# [The task]
Copy the lines below verbatim. Begin with the first and end with the line containing "the committed-or-drafted value".

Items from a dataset

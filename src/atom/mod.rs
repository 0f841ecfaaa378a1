//! Field atoms: the tri-mode contract every typed cell obeys
//!
//! A cell is rendered in one of three modes:
//!
//! - **display**: read-only text for the committed-or-drafted value
//! - **edit**: an editable control seeded with the current value
//! - **error**: the edit control plus a fixed-order list of messages
//!
//! ```text
//! display ──activate──► edit ──complete (valid)──► display
//!                        │  ▲
//!          complete      │  │ complete (valid) / cancel ──► display
//!          (invalid)     ▼  │
//!                        error
//! ```
//!
//! Atoms only format, parse and render. They never touch the draft store;
//! the controller routes their [`AtomEvent`]s.

mod editor;
mod kinds;
mod registry;

pub use editor::FieldEditor;
pub use kinds::{
    BoolAtom, DateAtom, DateTimeAtom, DurationAtom, MoneyAtom, NumberAtom, QuantityAtom,
    TextAtom, TimeAtom, UrlAtom,
};
pub use registry::AtomRegistry;

use std::fmt;

use serde::Serialize;

use crate::model::{FieldType, FieldValue};

/// Rendering mode of one cell
#[derive(Debug, Clone, Copy, PartialEq, Eq, Serialize)]
#[serde(rename_all = "snake_case")]
pub enum FieldMode {
    Display,
    Edit,
    Error,
}

/// Pick the mode for a cell.
///
/// `editable == false` forces display mode and is checked before anything
/// else. Otherwise an active session decides, then a recorded failure.
pub fn select_mode(editable: bool, session: Option<FieldMode>, failed: bool) -> FieldMode {
    if !editable {
        return FieldMode::Display;
    }
    match session {
        Some(mode) => mode,
        None if failed => FieldMode::Error,
        None => FieldMode::Display,
    }
}

/// Events an atom emits while a cell is being edited
#[derive(Debug, Clone, PartialEq)]
pub enum AtomEvent {
    /// Interactive change; always carries the session original
    Change {
        original: FieldValue,
        current: FieldValue,
    },
    /// Commit gesture: the session is finished, please persist
    Complete(FieldValue),
    /// Abort gesture: revert to the pre-session value
    Cancel,
}

/// Everything an atom needs to render one cell
#[derive(Debug, Clone, Copy)]
pub struct CellState<'a> {
    pub value: &'a FieldValue,
    /// Raw editor input, when a session is active
    pub input: Option<&'a str>,
    pub messages: &'a [String],
    pub dirty: bool,
}

/// Rendered cell, one variant per mode
#[derive(Debug, Clone, PartialEq, Serialize)]
#[serde(tag = "mode", rename_all = "snake_case")]
pub enum CellView {
    Display {
        text: String,
        dirty: bool,
    },
    Edit {
        input: String,
        dirty: bool,
    },
    Error {
        input: String,
        messages: Vec<String>,
        dirty: bool,
    },
}

impl CellView {
    pub fn mode(&self) -> FieldMode {
        match self {
            CellView::Display { .. } => FieldMode::Display,
            CellView::Edit { .. } => FieldMode::Edit,
            CellView::Error { .. } => FieldMode::Error,
        }
    }

    pub fn is_dirty(&self) -> bool {
        match self {
            CellView::Display { dirty, .. }
            | CellView::Edit { dirty, .. }
            | CellView::Error { dirty, .. } => *dirty,
        }
    }

    /// Displayed text or editor input
    pub fn text(&self) -> &str {
        match self {
            CellView::Display { text, .. } => text,
            CellView::Edit { input, .. } | CellView::Error { input, .. } => input,
        }
    }

    pub fn messages(&self) -> &[String] {
        match self {
            CellView::Error { messages, .. } => messages,
            _ => &[],
        }
    }
}

/// Formatting, parsing and rendering for one field type
pub trait FieldAtom: fmt::Debug + Send + Sync {
    fn field_type(&self) -> FieldType;

    /// Read-only text for display mode. Null renders as empty text.
    fn format(&self, value: &FieldValue) -> String;

    /// Initial editor text for a value
    fn edit_text(&self, value: &FieldValue) -> String {
        self.format(value)
    }

    /// Turn editor input into a typed value. Blank input clears the cell.
    fn parse(&self, input: &str) -> Result<FieldValue, String>;

    fn render(&self, mode: FieldMode, state: CellState<'_>) -> CellView {
        let input = || {
            state
                .input
                .map(str::to_string)
                .unwrap_or_else(|| self.edit_text(state.value))
        };
        match mode {
            FieldMode::Display => CellView::Display {
                text: self.format(state.value),
                dirty: state.dirty,
            },
            FieldMode::Edit => CellView::Edit {
                input: input(),
                dirty: state.dirty,
            },
            FieldMode::Error => CellView::Error {
                input: input(),
                messages: state.messages.to_vec(),
                dirty: state.dirty,
            },
        }
    }
}
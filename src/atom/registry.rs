//! Atom lookup by field type

use std::collections::HashMap;

use super::kinds::{
    BoolAtom, DateAtom, DateTimeAtom, DurationAtom, MoneyAtom, NumberAtom, QuantityAtom,
    TextAtom, TimeAtom, UrlAtom,
};
use super::FieldAtom;
use crate::model::FieldType;

/// Table of atoms keyed by field type tag.
///
/// Lookups for an unregistered type fall back to the text atom.
#[derive(Debug)]
pub struct AtomRegistry {
    atoms: HashMap<FieldType, Box<dyn FieldAtom>>,
    fallback: TextAtom,
}

impl Default for AtomRegistry {
    fn default() -> Self {
        Self::with_defaults("USD")
    }
}

impl AtomRegistry {
    /// Registry with no atoms; every lookup returns the text atom
    pub fn empty() -> Self {
        Self {
            atoms: HashMap::new(),
            fallback: TextAtom,
        }
    }

    /// One built-in atom per field type
    pub fn with_defaults(currency: &str) -> Self {
        let mut registry = Self::empty();
        registry.register(Box::new(TextAtom));
        registry.register(Box::new(BoolAtom));
        registry.register(Box::new(NumberAtom));
        registry.register(Box::new(DateAtom));
        registry.register(Box::new(TimeAtom));
        registry.register(Box::new(DateTimeAtom));
        registry.register(Box::new(UrlAtom));
        registry.register(Box::new(MoneyAtom::new(currency)));
        registry.register(Box::new(QuantityAtom::default()));
        registry.register(Box::new(DurationAtom));
        registry
    }

    /// Register an atom under its own field type, returning the one replaced
    pub fn register(&mut self, atom: Box<dyn FieldAtom>) -> Option<Box<dyn FieldAtom>> {
        self.atoms.insert(atom.field_type(), atom)
    }

    pub fn get(&self, field_type: FieldType) -> &dyn FieldAtom {
        match self.atoms.get(&field_type) {
            Some(atom) => atom.as_ref(),
            None => {
                tracing::trace!(%field_type, "no atom registered, using text");
                &self.fallback
            }
        }
    }

    /// The text atom used for unregistered types
    pub fn fallback(&self) -> &dyn FieldAtom {
        &self.fallback
    }

    pub fn contains(&self, field_type: FieldType) -> bool {
        self.atoms.contains_key(&field_type)
    }
}

#[cfg(test)]
mod tests {
    use super::*;
    use crate::model::{FieldValue, Money};

    #[test]
    fn test_defaults_cover_every_type() {
        let registry = AtomRegistry::default();
        for ty in FieldType::ALL {
            assert!(registry.contains(ty), "missing atom for {}", ty);
            assert_eq!(registry.get(ty).field_type(), ty);
        }
    }

    #[test]
    fn test_missing_type_falls_back_to_text() {
        let registry = AtomRegistry::empty();
        let atom = registry.get(FieldType::Money);
        assert_eq!(atom.field_type(), FieldType::Text);
        assert_eq!(atom.parse("12"), Ok(FieldValue::text("12")));
    }

    #[test]
    fn test_register_replaces() {
        let mut registry = AtomRegistry::with_defaults("USD");
        let old = registry.register(Box::new(MoneyAtom::new("NOK")));
        assert!(old.is_some());
        assert_eq!(
            registry.get(FieldType::Money).parse("10"),
            Ok(FieldValue::Money(Money::new(1000, "NOK")))
        );
    }
}
//! Draft entries

use crate::model::{CellKey, FieldValue};

/// Identifies one in-flight write of a draft entry
#[derive(Debug, Clone, Copy, PartialEq, Eq, Hash, PartialOrd, Ord)]
pub struct WriteTicket(pub(crate) u64);

/// A buffered pending edit for one cell
///
/// `original` is captured once, when the cell first enters edit mode. It only
/// moves when a write of this entry lands while a newer edit is pending.
#[derive(Debug, Clone, PartialEq)]
pub struct DraftEntry {
    key: CellKey,
    original: FieldValue,
    current: FieldValue,
    /// Creation order within the store
    pub(crate) sequence: u64,
    /// Bumped each time `current` changes
    pub(crate) revision: u64,
    pub(crate) in_flight: Option<WriteTicket>,
}

impl DraftEntry {
    pub(crate) fn new(key: CellKey, original: FieldValue, sequence: u64) -> Self {
        Self {
            key,
            current: original.clone(),
            original,
            sequence,
            revision: 0,
            in_flight: None,
        }
    }

    pub fn key(&self) -> &CellKey {
        &self.key
    }

    pub fn original(&self) -> &FieldValue {
        &self.original
    }

    pub fn current(&self) -> &FieldValue {
        &self.current
    }

    pub fn sequence(&self) -> u64 {
        self.sequence
    }

    pub fn revision(&self) -> u64 {
        self.revision
    }

    /// True while a write for this entry is awaiting completion
    pub fn is_in_flight(&self) -> bool {
        self.in_flight.is_some()
    }

    /// Current differs from original under the value type's equality
    pub fn is_dirty(&self) -> bool {
        !self.current.same_as(&self.original)
    }

    /// Move the baseline to a value that is now authoritative
    pub(crate) fn rebase(&mut self, original: FieldValue) {
        self.original = original;
    }

    /// Replace the current value. Returns false if nothing changed.
    pub(crate) fn set_current(&mut self, value: FieldValue) -> bool {
        if self.current.same_as(&value) {
            return false;
        }
        self.current = value;
        self.revision += 1;
        true
    }
}
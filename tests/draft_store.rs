//! Draft store tests
//!
//! Single-cell and bulk operations against an in-memory data source.

mod common;

use common::{inventory_rows, key};
use stockgrid::draft::{CommitError, DraftStore, WriteError};
use stockgrid::model::{FieldPath, FieldValue, RowId};
use stockgrid::MemorySource;

// ========================================================================
// Single-cell commit
// ========================================================================

#[test]
fn test_commit_one_success_clears_draft() {
    let mut store = DraftStore::new();
    let mut source = MemorySource::new(inventory_rows());
    let k = key("row-1", "name");

    store.begin_edit(k.clone(), FieldValue::text("Acme"));
    store.update(&k, FieldValue::text("Acme Corp")).unwrap();
    let committed = store.commit_one(&k, &mut source).unwrap();

    assert!(store.is_empty());
    assert!(!store.has_unsaved_changes());
    assert_eq!(
        committed.row.get(&FieldPath::new("name")),
        Some(&FieldValue::text("Acme Corp"))
    );
    assert_eq!(
        source.rows().value(&RowId::from("row-1"), &FieldPath::new("name")),
        Some(&FieldValue::text("Acme Corp"))
    );
}

#[test]
fn test_commit_one_failure_keeps_draft_until_discarded() {
    let mut store = DraftStore::new();
    let mut source = MemorySource::new(inventory_rows());
    source.fail_field("name", "backend unavailable");
    let k = key("row-1", "name");

    store.begin_edit(k.clone(), FieldValue::text("Acme"));
    store.update(&k, FieldValue::text("Acme Corp")).unwrap();
    let err = store.commit_one(&k, &mut source).unwrap_err();

    assert_eq!(
        err,
        CommitError::Write(WriteError::Failed("backend unavailable".to_string()))
    );
    let entry = store.get(&k).unwrap();
    assert_eq!(entry.current(), &FieldValue::text("Acme Corp"));
    assert!(!entry.is_in_flight());
    assert!(store.has_unsaved_changes());

    assert!(store.discard_one(&k).is_some());
    assert!(store.is_empty());
    assert!(!store.has_unsaved_changes());
}

#[test]
fn test_commit_one_without_draft() {
    let mut store = DraftStore::new();
    let mut source = MemorySource::new(inventory_rows());
    let err = store.commit_one(&key("row-1", "name"), &mut source).unwrap_err();
    assert!(matches!(err, CommitError::Draft(_)));
    assert!(source.write_log().is_empty());
}

// ========================================================================
// Dirty flags
// ========================================================================

#[test]
fn test_row_dirty_until_discard_all() {
    let mut store = DraftStore::new();
    store.begin_edit(key("row-1", "name"), FieldValue::text("Acme"));
    store.begin_edit(key("row-1", "notes"), FieldValue::text(""));
    store
        .update(&key("row-1", "name"), FieldValue::text("Acme Corp"))
        .unwrap();
    store
        .update(&key("row-1", "notes"), FieldValue::text("call first"))
        .unwrap();

    let row = RowId::from("row-1");
    assert!(store.is_row_dirty(&row));
    assert!(!store.is_row_dirty(&RowId::from("row-2")));

    let discarded = store.discard_all();
    assert_eq!(discarded.len(), 2);
    assert!(store.is_empty());
    assert!(!store.is_row_dirty(&row));
}

#[test]
fn test_typing_the_original_value_is_not_dirty() {
    let mut store = DraftStore::new();
    let k = key("row-1", "qty");
    store.begin_edit(k.clone(), FieldValue::Number(5.0));
    store.update(&k, FieldValue::Number(5.0)).unwrap();

    assert!(store.contains(&k));
    assert!(!store.has_unsaved_changes());
    assert!(!store.is_row_dirty(&RowId::from("row-1")));
}

#[test]
fn test_update_then_discard_restores_nothing_pending() {
    let mut store = DraftStore::new();
    let k = key("row-2", "qty");
    store.begin_edit(k.clone(), FieldValue::Number(12.0));
    store.update(&k, FieldValue::Number(99.0)).unwrap();
    store.discard_one(&k);

    assert_eq!(store.value(&k), None);
    assert!(!store.has_unsaved_changes());
}

// ========================================================================
// Bulk save
// ========================================================================

#[test]
fn test_save_all_partial_failure() {
    let mut store = DraftStore::new();
    let mut source = MemorySource::new(inventory_rows());
    source.fail_cell(key("row-1", "qty"), "locked");
    source.fail_cell(key("row-2", "notes"), "locked");

    let edits = [
        ("row-1", "name", FieldValue::text("Acme"), FieldValue::text("Acme Corp")),
        ("row-1", "qty", FieldValue::Number(5.0), FieldValue::Number(6.0)),
        ("row-2", "notes", FieldValue::text("fragile"), FieldValue::text("ok")),
        ("row-2", "qty", FieldValue::Number(12.0), FieldValue::Number(1.0)),
        ("row-2", "name", FieldValue::text("Globex"), FieldValue::text("Globex Ltd")),
    ];
    for (row, field, original, current) in edits {
        store.begin_edit(key(row, field), original);
        store.update(&key(row, field), current).unwrap();
    }

    let report = store.save_all(&mut source);

    assert_eq!(report.saved_count(), 3);
    assert_eq!(report.failures.len(), 2);
    assert!(!report.is_complete());
    assert_eq!(store.len(), 2);
    assert!(store.contains(&key("row-1", "qty")));
    assert!(store.contains(&key("row-2", "notes")));
    assert_eq!(
        report.failed_keys().cloned().collect::<Vec<_>>(),
        vec![key("row-1", "qty"), key("row-2", "notes")]
    );
    store.assert_invariants();
}

#[test]
fn test_save_all_writes_in_creation_order() {
    let mut store = DraftStore::new();
    let mut source = MemorySource::new(inventory_rows());
    let order = [key("row-2", "qty"), key("row-1", "notes"), key("row-1", "name")];
    for (i, k) in order.iter().enumerate() {
        store.begin_edit(k.clone(), FieldValue::Null);
        store.update(k, FieldValue::text(format!("v{}", i))).unwrap();
    }

    let report = store.save_all(&mut source);

    assert_eq!(source.write_log(), &order);
    assert_eq!(
        report.saved.iter().map(|c| c.key.clone()).collect::<Vec<_>>(),
        order.to_vec()
    );
}

#[test]
fn test_save_all_skips_clean_drafts() {
    let mut store = DraftStore::new();
    let mut source = MemorySource::new(inventory_rows());
    store.begin_edit(key("row-1", "qty"), FieldValue::Number(5.0));
    store.begin_edit(key("row-1", "name"), FieldValue::text("Acme"));
    store
        .update(&key("row-1", "name"), FieldValue::text("Acme Corp"))
        .unwrap();

    let report = store.save_all(&mut source);

    assert_eq!(report.skipped, vec![key("row-1", "qty")]);
    assert_eq!(source.write_log(), &[key("row-1", "name")]);
    assert_eq!(report.into_result(), Ok(1));
    assert!(store.is_empty());
}

#[test]
fn test_save_all_empty_store() {
    let mut store = DraftStore::new();
    let mut source = MemorySource::new(inventory_rows());
    let report = store.save_all(&mut source);
    assert_eq!(report.into_result(), Ok(0));
}

#[test]
fn test_save_all_reports_rejected_writes() {
    let mut store = DraftStore::new();
    let mut source = MemorySource::new(inventory_rows());
    source.set_read_only("name");
    store.begin_edit(key("row-1", "name"), FieldValue::text("Acme"));
    store
        .update(&key("row-1", "name"), FieldValue::text("Acme Corp"))
        .unwrap();
    store.begin_edit(key("row-9", "qty"), FieldValue::Null);
    store.update(&key("row-9", "qty"), FieldValue::Number(1.0)).unwrap();

    let failures = store.save_all(&mut source).into_result().unwrap_err();

    assert_eq!(failures.len(), 2);
    assert!(matches!(
        failures[0].error,
        CommitError::Write(WriteError::Rejected { .. })
    ));
    assert_eq!(
        failures[1].error,
        CommitError::Write(WriteError::RowNotFound(RowId::from("row-9")))
    );
}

# [Exercise response]
filename src/atom/mod.rs
repository 0f841ecfaaa378a1
//! Field atoms: the tri-mode contract every typed cell obeys
//!
//! A cell is rendered in one of three modes:
//!
//! - **display**: read-only text for the committed-or-drafted value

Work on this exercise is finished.